Shrugging off the widespread impression of Japan’s secular decline, Abe has led domestic transformations that will ensure its future vitality. His bold assertion that “Japan is back” and will never be a second-tier power has given new meaning to Japan’s strategic posture, restored its global relevance and signalled more vigorous contributions to the security and geopolitics of Asia.
Often described as a conservative nationalist, Abe has endeavoured to move Japan beyond the “history issues” of its imperialist past not as a revisionist, but as a firm believer in the fact that since 1945, Japan has scripted an entirely different path of constitutional democracy, resolute pacifism and internationalist purpose from which it has never deviated.
At the same time, Abe took on the difficult challenge to broaden public recognition of the dangers confronting Japan, which necessitated reconsideration of self-imposed limitations that have long restricted Japan’s role in regional security. Abe was eventually unable to deliver on his promise of constitutional revision to recognise Japan’s right to maintain a self-defence military. However, under his stewardship, Japan has reinterpreted Article 9, passed new security laws to assume a larger collective security role alongside the US, increased defence spending and the development of Japan’s military capability.

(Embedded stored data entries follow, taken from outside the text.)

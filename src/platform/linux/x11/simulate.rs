//! X11 event simulation using XTest.

use crate::backend::Backend;
use crate::error::{Error, Result};
use crate::event::{Button, Coordinate, WheelEvent};
use crate::keycode::Key;
use std::os::raw::{c_int, c_uint};
use std::ptr::{NonNull, null};
use x11::xlib;
use x11::xtest;

use crate::platform::linux::keycodes::key_to_keycode;

const TRUE: c_int = 1;
const FALSE: c_int = 0;

/// XTest screen argument meaning "the screen the pointer is on".
const CURRENT_SCREEN: c_int = -1;

// Core protocol buttons 4-7 are the wheel, so extra buttons start at 8.
const WHEEL_UP: c_uint = 4;
const WHEEL_DOWN: c_uint = 5;

/// Backend that injects events with the XTest extension.
///
/// Holds one display connection for its whole lifetime.
pub struct X11Backend {
    display: NonNull<xlib::Display>,
}

// SAFETY: the display connection is only used through `&mut self`, and the
// simulator never lets two threads reach the backend at once.
unsafe impl Send for X11Backend {}

impl X11Backend {
    /// Open the default display and check that XTest is present.
    pub fn new() -> Result<Self> {
        let display = NonNull::new(unsafe { xlib::XOpenDisplay(null()) })
            .ok_or_else(|| Error::NotInitialized("failed to open X display".into()))?;
        // Dropping `backend` closes the display if the checks below fail.
        let backend = Self { display };

        let mut event_base: c_int = 0;
        let mut error_base: c_int = 0;
        let mut major: c_int = 0;
        let mut minor: c_int = 0;
        let present = unsafe {
            xtest::XTestQueryExtension(
                backend.display.as_ptr(),
                &mut event_base,
                &mut error_base,
                &mut major,
                &mut minor,
            )
        };
        if present == FALSE {
            return Err(Error::NotInitialized(
                "XTest extension is not available on this X server".into(),
            ));
        }

        log::debug!("using XTest {}.{}", major, minor);
        Ok(backend)
    }

    fn display(&self) -> *mut xlib::Display {
        self.display.as_ptr()
    }

    /// Push queued requests to the server and wait until they are processed.
    fn flush(&self) {
        unsafe {
            xlib::XFlush(self.display());
            xlib::XSync(self.display(), FALSE);
        }
    }

    fn fake_key(&mut self, key: Key, pressed: bool) -> Result<()> {
        let keycode = key_to_keycode(key)
            .ok_or_else(|| Error::UnsupportedOnPlatform(format!("no X11 keycode for {:?}", key)))?;

        let is_press = if pressed { TRUE } else { FALSE };
        let result = unsafe { xtest::XTestFakeKeyEvent(self.display(), keycode, is_press, 0) };
        self.flush();

        if result == 0 {
            Err(Error::NativeCallFailed("XTestFakeKeyEvent failed".into()))
        } else {
            Ok(())
        }
    }

    fn fake_button(&mut self, button: Button, pressed: bool) -> Result<()> {
        let is_press = if pressed { TRUE } else { FALSE };
        let result = unsafe {
            xtest::XTestFakeButtonEvent(self.display(), button_to_code(button), is_press, 0)
        };
        self.flush();

        if result == 0 {
            Err(Error::NativeCallFailed("XTestFakeButtonEvent failed".into()))
        } else {
            Ok(())
        }
    }

    /// Queue a motion event without flushing.
    fn queue_motion(&self, to: Coordinate) -> bool {
        let result = unsafe {
            xtest::XTestFakeMotionEvent(
                self.display(),
                CURRENT_SCREEN,
                c_int::from(to.x),
                c_int::from(to.y),
                0,
            )
        };
        result != 0
    }
}

impl Drop for X11Backend {
    fn drop(&mut self) {
        unsafe { xlib::XCloseDisplay(self.display()) };
    }
}

/// Get X11 button code
fn button_to_code(button: Button) -> c_uint {
    match button {
        Button::Left => 1,
        Button::Middle => 2,
        Button::Right => 3,
        Button::Button4 => 8,
        Button::Button5 => 9,
    }
}

/// Wheel button clicked for a scroll; positive distance scrolls up.
fn wheel_button(wheel: &WheelEvent) -> c_uint {
    if wheel.distance() > 0 {
        WHEEL_UP
    } else {
        WHEEL_DOWN
    }
}

impl Backend for X11Backend {
    fn name(&self) -> &'static str {
        "x11"
    }

    fn press_key(&mut self, key: Key) -> Result<()> {
        self.fake_key(key, true)
    }

    fn release_key(&mut self, key: Key) -> Result<()> {
        self.fake_key(key, false)
    }

    fn press_button(&mut self, button: Button) -> Result<()> {
        self.fake_button(button, true)
    }

    fn release_button(&mut self, button: Button) -> Result<()> {
        self.fake_button(button, false)
    }

    fn move_mouse(&mut self, to: Coordinate) -> Result<()> {
        let queued = self.queue_motion(to);
        self.flush();

        if queued {
            Ok(())
        } else {
            Err(Error::NativeCallFailed("XTestFakeMotionEvent failed".into()))
        }
    }

    fn scroll_wheel(&mut self, wheel: WheelEvent) -> Result<()> {
        // X11 scroll is done via button clicks, queued behind the motion and
        // sent in one flush.
        if !self.queue_motion(wheel.position()) {
            self.flush();
            return Err(Error::NativeCallFailed("XTestFakeMotionEvent failed".into()));
        }

        let button = wheel_button(&wheel);

        let mut success = true;
        for _ in 0..wheel.distance().unsigned_abs() {
            let pressed = unsafe { xtest::XTestFakeButtonEvent(self.display(), button, TRUE, 0) };
            // The release goes out even if the press was refused so no wheel
            // button is ever left down.
            let released =
                unsafe { xtest::XTestFakeButtonEvent(self.display(), button, FALSE, 0) };
            if pressed == 0 || released == 0 {
                success = false;
                break;
            }
        }
        self.flush();

        if success {
            Ok(())
        } else {
            Err(Error::NativeCallFailed("XTestFakeButtonEvent failed".into()))
        }
    }
}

Abe’s deep and abiding commitment to forging strategic ties with India was founded on the legacy of his maternal grandfather Nobusuke Kishi (PM of Japan 1957-60), who was deeply moved by India’s outreach to confer legitimacy on post-war Japan and become the first country to accept Japan’s overseas development assistance. In his 2007 book ‘Towards a Beautiful Country: My Vision for Japan’, Abe wrote that it would “not be a surprise if in another decade, Japan-India relations overtake Japan-US and Japan-China ties”.
While that certainly did not transpire, Abe made an indelible impression with his address to the Indian Parliament on August 22, 2007, embracing India in a “broader Asia” and envisaging the dynamic coupling of the Pacific and Indian Oceans. Bilateral relations were upgraded to a strategic and global partnership in 2006, and again to a “special” strategic and global partnership in 2014. Based on these foundational agreements, India-Japan relations have progressed steadily across the fields of investment, economic infrastructure and development, civil nuclear technology, and defence and security. This process may have somewhat slowed over the past couple of years, but there can be no doubt about the extraordinary warmth and rapport that Abe has enjoyed with PM Narendra Modi.

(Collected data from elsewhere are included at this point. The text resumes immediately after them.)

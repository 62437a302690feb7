//! # uiosim
//!
//! A pure Rust cross-platform engine for simulating keyboard and mouse input.
//!
//! ## Features
//!
//! - Cross-platform support (macOS, Windows, Linux/X11)
//! - Six operations: key press/release, button press/release, pointer
//!   movement and wheel scrolling
//! - One closed error taxonomy on every platform ([`Error`], [`ResultCode`])
//! - Thread-safe: concurrent calls are serialized in arrival order
//!
//! ## Quick Start
//!
//! ```no_run
//! use uiosim::{Button, EventSimulator, Key};
//!
//! let simulator = EventSimulator::new()?;
//!
//! simulator.simulate_mouse_movement(100, 100)?;
//! simulator.simulate_mouse_press(Button::Left)?;
//! simulator.simulate_mouse_release(Button::Left)?;
//!
//! simulator.simulate_key_press(Key::ShiftLeft)?;
//! simulator.simulate_key_press(Key::KeyA)?;
//! simulator.simulate_key_release(Key::KeyA)?;
//! simulator.simulate_key_release(Key::ShiftLeft)?;
//!
//! // Scroll three lines up at (100, 100)
//! simulator.simulate_mouse_wheel(100, 100, 3, 1)?;
//! # Ok::<(), uiosim::Error>(())
//! ```
//!
//! ## Errors
//!
//! Every operation returns `Result<(), Error>`; nothing is retried or logged
//! on failure. Keys without a native equivalent fail with
//! [`Error::UnsupportedOnPlatform`], malformed input with
//! [`Error::InvalidArgument`] before any native call is made, and refusals
//! by the OS with [`Error::PermissionDenied`] or [`Error::NativeCallFailed`].
//! Use [`ResultCode`] when a flat numeric outcome is needed.
//!
//! ## Architecture
//!
//! [`EventSimulator`] validates arguments and owns one [`Backend`] behind a
//! fair lock. The backend for the current OS is [`NativeBackend`]; any other
//! [`Backend`] implementation can be plugged in with
//! [`EventSimulator::with_backend`].

pub mod backend;
pub mod error;
pub mod event;
pub mod keycode;
pub mod simulator;
#[cfg(any(target_os = "macos", test))]
mod state;

mod platform;

// Re-exports
pub use backend::Backend;
pub use error::{Error, Result, ResultCode};
pub use event::{Button, Coordinate, MAX_SCROLL_DISTANCE, ScrollDirection, WheelEvent};
pub use keycode::Key;
pub use platform::NativeBackend;
pub use simulator::{
    EventSimulator, simulate_key_press, simulate_key_release, simulate_mouse_movement,
    simulate_mouse_press, simulate_mouse_release, simulate_mouse_wheel,
};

In the evolution of regional security architecture, Abe has played a vital role in both the initiation (2007) and the revival (2017) of the QUAD forum for security dialogue and policy coordination between the major maritime democracies of the Indo-Pacific. This will remain his hallmark contribution.

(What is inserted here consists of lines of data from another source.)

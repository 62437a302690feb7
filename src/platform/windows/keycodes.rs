//! Windows virtual-key code mappings.

use crate::keycode::Key;

/// Convert our Key enum to a Windows virtual-key code.
///
/// Returns `None` for keys that have no virtual-key code on standard
/// Windows keyboards.
pub fn key_to_keycode(key: Key) -> Option<u16> {
    Some(match key {
        // Letters
        Key::KeyA => 0x41,
        Key::KeyB => 0x42,
        Key::KeyC => 0x43,
        Key::KeyD => 0x44,
        Key::KeyE => 0x45,
        Key::KeyF => 0x46,
        Key::KeyG => 0x47,
        Key::KeyH => 0x48,
        Key::KeyI => 0x49,
        Key::KeyJ => 0x4A,
        Key::KeyK => 0x4B,
        Key::KeyL => 0x4C,
        Key::KeyM => 0x4D,
        Key::KeyN => 0x4E,
        Key::KeyO => 0x4F,
        Key::KeyP => 0x50,
        Key::KeyQ => 0x51,
        Key::KeyR => 0x52,
        Key::KeyS => 0x53,
        Key::KeyT => 0x54,
        Key::KeyU => 0x55,
        Key::KeyV => 0x56,
        Key::KeyW => 0x57,
        Key::KeyX => 0x58,
        Key::KeyY => 0x59,
        Key::KeyZ => 0x5A,

        // Numbers
        Key::Num0 => 0x30,
        Key::Num1 => 0x31,
        Key::Num2 => 0x32,
        Key::Num3 => 0x33,
        Key::Num4 => 0x34,
        Key::Num5 => 0x35,
        Key::Num6 => 0x36,
        Key::Num7 => 0x37,
        Key::Num8 => 0x38,
        Key::Num9 => 0x39,

        // Function keys (VK_F1..VK_F24 are contiguous)
        Key::F1 => 0x70,
        Key::F2 => 0x71,
        Key::F3 => 0x72,
        Key::F4 => 0x73,
        Key::F5 => 0x74,
        Key::F6 => 0x75,
        Key::F7 => 0x76,
        Key::F8 => 0x77,
        Key::F9 => 0x78,
        Key::F10 => 0x79,
        Key::F11 => 0x7A,
        Key::F12 => 0x7B,
        Key::F13 => 0x7C,
        Key::F14 => 0x7D,
        Key::F15 => 0x7E,
        Key::F16 => 0x7F,
        Key::F17 => 0x80,
        Key::F18 => 0x81,
        Key::F19 => 0x82,
        Key::F20 => 0x83,
        Key::F21 => 0x84,
        Key::F22 => 0x85,
        Key::F23 => 0x86,
        Key::F24 => 0x87,

        // Modifiers
        Key::ShiftLeft => 0xA0,
        Key::ShiftRight => 0xA1,
        Key::ControlLeft => 0xA2,
        Key::ControlRight => 0xA3,
        Key::AltLeft => 0xA4,
        Key::AltRight => 0xA5,
        Key::MetaLeft => 0x5B,
        Key::MetaRight => 0x5C,

        // Navigation and special
        Key::Escape => 0x1B,
        Key::Tab => 0x09,
        Key::CapsLock => 0x14,
        Key::Space => 0x20,
        Key::Enter => 0x0D,
        Key::Backspace => 0x08,
        Key::Insert => 0x2D,
        Key::Delete => 0x2E,
        Key::Home => 0x24,
        Key::End => 0x23,
        Key::PageUp => 0x21,
        Key::PageDown => 0x22,
        Key::ArrowUp => 0x26,
        Key::ArrowDown => 0x28,
        Key::ArrowLeft => 0x25,
        Key::ArrowRight => 0x27,

        // Lock keys
        Key::NumLock => 0x90,
        Key::ScrollLock => 0x91,
        Key::PrintScreen => 0x2C,
        Key::Pause => 0x13,

        // Punctuation (US layout OEM keys)
        Key::Grave => 0xC0,
        Key::Minus => 0xBD,
        Key::Equal => 0xBB,
        Key::BracketLeft => 0xDB,
        Key::BracketRight => 0xDD,
        Key::Backslash => 0xDC,
        Key::Semicolon => 0xBA,
        Key::Quote => 0xDE,
        Key::Comma => 0xBC,
        Key::Period => 0xBE,
        Key::Slash => 0xBF,

        // Numpad
        Key::Numpad0 => 0x60,
        Key::Numpad1 => 0x61,
        Key::Numpad2 => 0x62,
        Key::Numpad3 => 0x63,
        Key::Numpad4 => 0x64,
        Key::Numpad5 => 0x65,
        Key::Numpad6 => 0x66,
        Key::Numpad7 => 0x67,
        Key::Numpad8 => 0x68,
        Key::Numpad9 => 0x69,
        Key::NumpadMultiply => 0x6A,
        Key::NumpadAdd => 0x6B,
        Key::NumpadSubtract => 0x6D,
        Key::NumpadDecimal => 0x6E,
        Key::NumpadDivide => 0x6F,
        // VK_RETURN, distinguished from Enter by the extended flag
        Key::NumpadEnter => 0x0D,

        // Media keys
        Key::VolumeMute => 0xAD,
        Key::VolumeDown => 0xAE,
        Key::VolumeUp => 0xAF,
        Key::MediaNext => 0xB0,
        Key::MediaPrevious => 0xB1,
        Key::MediaStop => 0xB2,
        Key::MediaPlayPause => 0xB3,

        // Browser keys
        Key::BrowserBack => 0xA6,
        Key::BrowserForward => 0xA7,
        Key::BrowserRefresh => 0xA8,
        Key::BrowserStop => 0xA9,
        Key::BrowserSearch => 0xAA,
        Key::BrowserFavorites => 0xAB,
        Key::BrowserHome => 0xAC,

        // Application keys
        Key::LaunchMail => 0xB4,
        Key::LaunchApp1 => 0xB6,
        Key::LaunchApp2 => 0xB7,

        // International
        Key::IntlBackslash => 0xE2,
        Key::IntlRo => 0xC1,

        Key::ContextMenu => 0x5D,

        Key::NumpadEqual | Key::IntlYen => return None,
    })
}

/// Whether the key must be sent with `KEYEVENTF_EXTENDEDKEY`.
pub fn is_extended(key: Key) -> bool {
    matches!(
        key,
        Key::ControlRight
            | Key::AltRight
            | Key::MetaLeft
            | Key::MetaRight
            | Key::Insert
            | Key::Delete
            | Key::Home
            | Key::End
            | Key::PageUp
            | Key::PageDown
            | Key::ArrowUp
            | Key::ArrowDown
            | Key::ArrowLeft
            | Key::ArrowRight
            | Key::NumLock
            | Key::PrintScreen
            | Key::NumpadDivide
            | Key::NumpadEnter
            | Key::ContextMenu
            | Key::VolumeUp
            | Key::VolumeDown
            | Key::VolumeMute
            | Key::MediaPlayPause
            | Key::MediaStop
            | Key::MediaNext
            | Key::MediaPrevious
            | Key::BrowserBack
            | Key::BrowserForward
            | Key::BrowserRefresh
            | Key::BrowserStop
            | Key::BrowserSearch
            | Key::BrowserFavorites
            | Key::BrowserHome
            | Key::LaunchMail
            | Key::LaunchApp1
            | Key::LaunchApp2
    )
}

#[cfg(test)]
mod tests {
    use super::*;
    use std::collections::HashSet;

    #[test]
    fn test_unmapped_keys() {
        let missing: Vec<Key> = Key::all().filter(|k| key_to_keycode(*k).is_none()).collect();
        assert_eq!(missing, vec![Key::NumpadEqual, Key::IntlYen]);
    }

    #[test]
    fn test_vk_and_extended_flag_identify_the_key() {
        let pairs: Vec<(u16, bool)> = Key::all()
            .filter_map(|k| key_to_keycode(k).map(|vk| (vk, is_extended(k))))
            .collect();
        let unique: HashSet<(u16, bool)> = pairs.iter().copied().collect();
        assert_eq!(pairs.len(), unique.len());
    }

    #[test]
    fn test_enter_variants() {
        assert_eq!(key_to_keycode(Key::Enter), key_to_keycode(Key::NumpadEnter));
        assert!(!is_extended(Key::Enter));
        assert!(is_extended(Key::NumpadEnter));
    }
}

At this juncture, there would be no better way of recognising PM Shinzo Abe’s contribution to India-Japan relations than to recall that there is no other major power equation in Asia like that between Japan and India, with their shared liberal democratic values, absence of historical grievances and growing strategic convergences. As Abe himself has repeatedly affirmed, India and Japan have a mutual stake in each other’s success. Hopefully, this legacy will endure and continue to shape Asian stabstability, security and prosperity.